In his play As You Like It, Shakespeare memorably describes the Seven Ages of Man and talks of “the whining schoolboy, with his satchel. And shining morning face, creeping like snail. Unwillingly to school”.
Would he have been like that when he came here in the mornings? One will never know, because of the lack of intimate, personal information about him. But he must have been a highly intelligent boy with a curious mind, and one can reasonably assume that he would have enjoyed gaining knowledge, despite the strictness and physical confinement of the classroom.
I move on to the Royal Shakespeare Company’s (RSC) complex, situated at the heart of the town. The main theatre, which seats over 1,000 people, principally stages work by Shakespeare.
Many of Britain’s greatest stage stars began their careers here, at what must be one of the most prestigious theatrical venues in the world.
I explore substantial new developments inside the theatre complex, which consists of the main theatre, the smaller Swan Theatre, and the Other Place.
The Other Place is the RSC’s research and development hub, and is now home to a new studio theatre, rehearsal rooms, costume store and cafe bar. It’s reopened with a new discovery tour bound to delight theatre buffs of all ages.
I also visit a building that, to me, is one of Britain’s greatest historical gems - the little house in which the Bard was born, and which amazingly has survived for so many centuries.
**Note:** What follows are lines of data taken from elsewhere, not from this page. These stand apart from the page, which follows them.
//! Core of a feature flag evaluation server compatible with the OpenFeature Remote Evaluation
//! Protocol (OFREP).
//!
//! # Overview
//!
//! Flags are defined in a YAML or JSON document held by a flag store (a local file, a remote
//! file, or memory). A [`Server`] keeps the parsed flag set in a [`FlagCache`] and serves
//! evaluations from it, while background loops periodically:
//!
//! - refresh the cache from the store and hand the changes to the configured [`Notifier`]s;
//! - flush buffered evaluation events to an [`Exporter`] (when export is enabled).
//!
//! A flag has named variants and ordered targeting rules. Each rule carries a query evaluated
//! against the caller's [`EvaluationContext`]; the first matching rule selects the served
//! variant, otherwise the `default` variant is served. A flag that is not explicitly enabled is
//! disabled.
//!
//! ```yaml
//! new-checkout:
//!   disabled: false
//!   variants:
//!     default: false
//!     enabled: true
//!   rules:
//!     - name: beta-users
//!       variant: enabled
//!       query: beta eq true and country in ["fr", "de"]
//! ```
//!
//! # Error Handling
//!
//! Errors are represented by the [`Error`] enum. [`Error::error_code`] maps each error to the
//! OFREP error code to report, and [`FlagState::from_error`] builds the matching payload.
//!
//! # Logging
//!
//! The crate logs through the [`log`](https://docs.rs/log/latest/log/) facade under the
//! `flagserve` target. Install a `log`-compatible logger to see it.

#![warn(rustdoc::missing_crate_level_docs)]

mod admin;
mod attributes;
mod cache;
mod config;
mod error;
mod export;
mod flag;
mod notify;
mod poller;
mod query;
mod server;
mod store;

pub use admin::{AdminService, Upserted};
pub use attributes::{AttributeValue, EvaluationContext};
pub use cache::{AllFlags, FlagCache, FlagState};
pub use config::{
    ExporterConfig, FlagFormat, NotifierConfig, PollerThreadConfig, ReaderConfig, ServerConfig,
    WriterConfig,
};
pub use error::{
    Error, Result, ValidationError, ERROR_FLAG_NOT_FOUND, ERROR_GENERAL, ERROR_PARSE,
};
pub use export::{Event, ExportService, Exporter, FileExporter, Record, ReportFormat};
pub use flag::{
    parse_flags, serialize_flags, Diff, DiffUpdated, DisabledPatch, Flag, FlagSet, Reason,
    ResolutionDetails, Rule, DEFAULT_VARIANT,
};
pub use notify::{LogNotifier, Notifier, NotifyService, WebhookNotifier};
pub use poller::{FlushTask, PollerTask, PollerThread, RefreshTask};
pub use query::{CompareOp, Literal, Query, QueryError, QueryEvaluator, RulesEvaluator};
pub use server::{Backends, Server, Status};
pub use store::{FileStore, FlagReader, FlagWriter, HttpReader, MemoryStore, NoopWriter};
The low-ceilinged, heavily beamed dwelling has a parlour, hall, workshop and bedchambers, which are furnished as they would have looked in the 1570s, when William and his siblings lived there with their father John, a glove-maker, and their mother, Mary.
When William grew up and became one of the most prosperous men in Stratford, he bought the second largest house in town close by, in 1597.
It was called New Place and, after it passed out of the Shakespeare family’s hands, it was demolished in 1759, and the site has remained a garden ever since.
Eventually, the Shakespeare Birthplace Trust acquired the site and the house next door. This is known as Nash’s House, and it was once home to Thomas Nash and his wife, Shakespeare’s granddaughter Elizabeth. It is among a number of properties related to Shakespeare, which are owned and cared for by the Trust, whose headquarters are in the fascinating Shakespeare Centre next to the birthplace house.
The highlight of the global celebrations will be the re-opening of New Place in July after what the Trust describes as a “transformation”.
This, it says, “will showcase artworks, contemporary landscaped and traditional gardens, as well as a major new exhibition in the restored and extended Nash’s House next door”.